The conflictResolutionType: 'FORCE' from the suggestion above is working now. We had the same 409 on a bot flow update last month - the documentation doesn’t really explain the constraint checks. Adding the FORCE flag to each shift override solves the problem.

The 409s are predictable - it’s a constraint evaluation issue, as pointed out already. The documentation’s light on specifics, but the API is strict. The point above is correct about the scheduling policy, but you’re bypassing the UI’s resolver. nailed the fix with conflictResolutionType: 'FORCE'.

It’s worth checking why the conflict exists in the first place though. Are you sure the source system’s data is clean? We’ve seen garbage data propagate up through integrations before, causing these. The API doesn’t validate the underlying data - it just enforces the constraints.

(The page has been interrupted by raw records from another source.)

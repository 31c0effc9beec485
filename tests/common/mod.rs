//! Shared test fixtures for the wb-search integration tests.
//!
//! Provides a tiny blocking HTTP stub (`StubServer`) that answers each request
//! through a caller-supplied closure and records the request heads, plus JSON
//! builders for search responses.

#![allow(dead_code)]

use std::io::{Read, Write};
use std::net::{TcpListener, TcpStream};
use std::sync::{Arc, Mutex};
use std::thread;
use std::time::Duration;

use serde_json::{json, Value};
use wb_search::{RetryPolicy, WbSearch};

// ---------------------------------------------------------------------------
// StubServer
// ---------------------------------------------------------------------------

/// HTTP/1.1 stub bound to an ephemeral localhost port.
///
/// Each connection is answered with `respond(request_head)` and then closed.
/// Connections are served one at a time on a background thread that lives
/// until the test process exits.
pub struct StubServer {
    pub url: String,
    requests: Arc<Mutex<Vec<String>>>,
}

impl StubServer {
    pub fn start<F>(respond: F) -> Self
    where
        F: Fn(&str) -> (u16, String) + Send + 'static,
    {
        let listener = TcpListener::bind("127.0.0.1:0").unwrap();
        let addr = listener.local_addr().unwrap();
        let requests = Arc::new(Mutex::new(Vec::new()));
        let log = Arc::clone(&requests);

        thread::spawn(move || {
            for stream in listener.incoming() {
                let Ok(mut stream) = stream else { continue };
                let head = read_head(&mut stream);
                if head.is_empty() {
                    continue;
                }
                log.lock().unwrap().push(head.clone());
                let (status, body) = respond(&head);
                let resp = format!(
                    "HTTP/1.1 {} {}\r\nContent-Type: application/json\r\nContent-Length: {}\r\nConnection: close\r\n\r\n{}",
                    status,
                    reason(status),
                    body.len(),
                    body
                );
                let _ = stream.write_all(resp.as_bytes());
                let _ = stream.flush();
            }
        });

        Self {
            url: format!("http://{}/exactmatch/ru/common/v9/search", addr),
            requests,
        }
    }

    /// Serve `pages[n-1]` for page `n`; pages past the end are empty.
    pub fn with_pages(pages: Vec<Vec<Value>>) -> Self {
        Self::start(move |head| {
            let page: usize = page_of(head) as usize;
            let products = pages.get(page.wrapping_sub(1)).cloned().unwrap_or_default();
            (200, search_body(products))
        })
    }

    /// Raw request heads (request line + headers) in arrival order.
    pub fn requests(&self) -> Vec<String> {
        self.requests.lock().unwrap().clone()
    }

    /// The `page` parameter of every request received, in arrival order.
    pub fn pages_requested(&self) -> Vec<u32> {
        self.requests().iter().map(|h| page_of(h)).collect()
    }
}

fn read_head(stream: &mut TcpStream) -> String {
    stream
        .set_read_timeout(Some(Duration::from_secs(5)))
        .unwrap();
    let mut buf = Vec::new();
    let mut chunk = [0u8; 1024];
    while !buf.windows(4).any(|w| w == b"\r\n\r\n") {
        match stream.read(&mut chunk) {
            Ok(0) | Err(_) => break,
            Ok(n) => buf.extend_from_slice(&chunk[..n]),
        }
    }
    String::from_utf8_lossy(&buf).into_owned()
}

fn reason(status: u16) -> &'static str {
    match status {
        200 => "OK",
        404 => "Not Found",
        429 => "Too Many Requests",
        500 => "Internal Server Error",
        503 => "Service Unavailable",
        _ => "Unknown",
    }
}

/// Value of query parameter `name` in the request line of `head`.
pub fn query_param(head: &str, name: &str) -> Option<String> {
    let line = head.lines().next()?;
    let target = line.split_whitespace().nth(1)?;
    let query = target.split_once('?')?.1;
    query
        .split('&')
        .filter_map(|pair| pair.split_once('='))
        .find(|(k, _)| *k == name)
        .map(|(_, v)| v.to_string())
}

pub fn page_of(head: &str) -> u32 {
    query_param(head, "page")
        .and_then(|p| p.parse().ok())
        .unwrap_or(0)
}

// ---------------------------------------------------------------------------
// Clients
// ---------------------------------------------------------------------------

/// Search client pointed at `server`, retrying without delay.
pub fn client_for(server: &StubServer, output_dir: &std::path::Path) -> WbSearch {
    WbSearch::builder()
        .endpoint(&server.url)
        .timeout(Duration::from_secs(5))
        .retry_policy(RetryPolicy::fixed(3, Duration::ZERO))
        .output_dir(output_dir)
        .build()
        .unwrap()
}

// ---------------------------------------------------------------------------
// JSON fixtures
// ---------------------------------------------------------------------------

/// A fully populated product entry.
pub fn product(id: u64, price_u: u64, sale_price_u: u64) -> Value {
    json!({
        "id": id,
        "name": format!("Product {id}"),
        "brand": "Acme",
        "priceU": price_u,
        "salePriceU": sale_price_u,
        "rating": 5,
        "reviewRating": 4.8,
        "supplier": "Acme Store",
        "supplierRating": 4.6,
        "feedbacks": 120,
        "promoTextCard": "HOT",
        "promoTextCat": "SALE"
    })
}

/// `count` products with ids starting at `first_id`.
pub fn products(first_id: u64, count: u64) -> Vec<Value> {
    (first_id..first_id + count)
        .map(|id| product(id, 250_000, 200_000))
        .collect()
}

pub fn search_body(products: Vec<Value>) -> String {
    json!({
        "metadata": {"name": "phone"},
        "state": 0,
        "version": 2,
        "data": {"products": products}
    })
    .to_string()
}
use serde::{Deserialize, Serialize};

/// A product entry exactly as the search endpoint returned it.
///
/// Fields are read opportunistically; a missing or mistyped field is not an error.
pub type RawProduct = serde_json::Value;

// ---------------------------------------------------------------------------
// ProductRecord — One flattened, export-ready row
// ---------------------------------------------------------------------------

#[derive(Debug, Clone, PartialEq, Serialize, Deserialize)]
#[serde(rename_all = "camelCase")]
pub struct ProductRecord {
    pub id: Option<u64>,
    pub name: Option<String>,
    /// Base price in major units.
    pub price: Option<i64>,
    /// Sale price in major units; equals `price` when no distinct sale price exists.
    #[serde(rename = "salePriceU")]
    pub sale_price: Option<i64>,
    /// Discount percent, one decimal place.
    pub sale: f64,
    pub brand: Option<String>,
    pub rating: Option<f64>,
    pub supplier: Option<String>,
    pub supplier_rating: Option<f64>,
    pub feedbacks: Option<u64>,
    pub review_rating: Option<f64>,
    pub promo_text_card: Option<String>,
    pub promo_text_cat: Option<String>,
    pub link: String,
}

impl ProductRecord {
    /// Column headers in export order. Matches the serialized field names.
    pub const COLUMNS: [&'static str; 14] = [
        "id",
        "name",
        "price",
        "salePriceU",
        "sale",
        "brand",
        "rating",
        "supplier",
        "supplierRating",
        "feedbacks",
        "reviewRating",
        "promoTextCard",
        "promoTextCat",
        "link",
    ];
}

Here’s a sample payload with the FORCE flag added to each shift override. Note the nesting.

{
 "shiftOverrides": [
 {
 "id": "shift-123",
 "startTime": "2024-07-26T09:00:00Z",
 "endTime": "2024-07-26T17:00:00Z",
 "activityCodeId": "act-456",
 "conflictResolutionType": "FORCE"
 },
 {
 "id": "shift-456",
 "startTime": "2024-07-27T09:00:00Z",
 "endTime": "2024-07-27T17:00:00Z",
 "activityCodeId": "act-789",
 "conflictResolutionType": "FORCE"
 }
 ]
}

Also, double-check the version of the WFM API you’re calling. There were a few breaking changes in early 2024 that caused similar issues. Are you using the latest client library?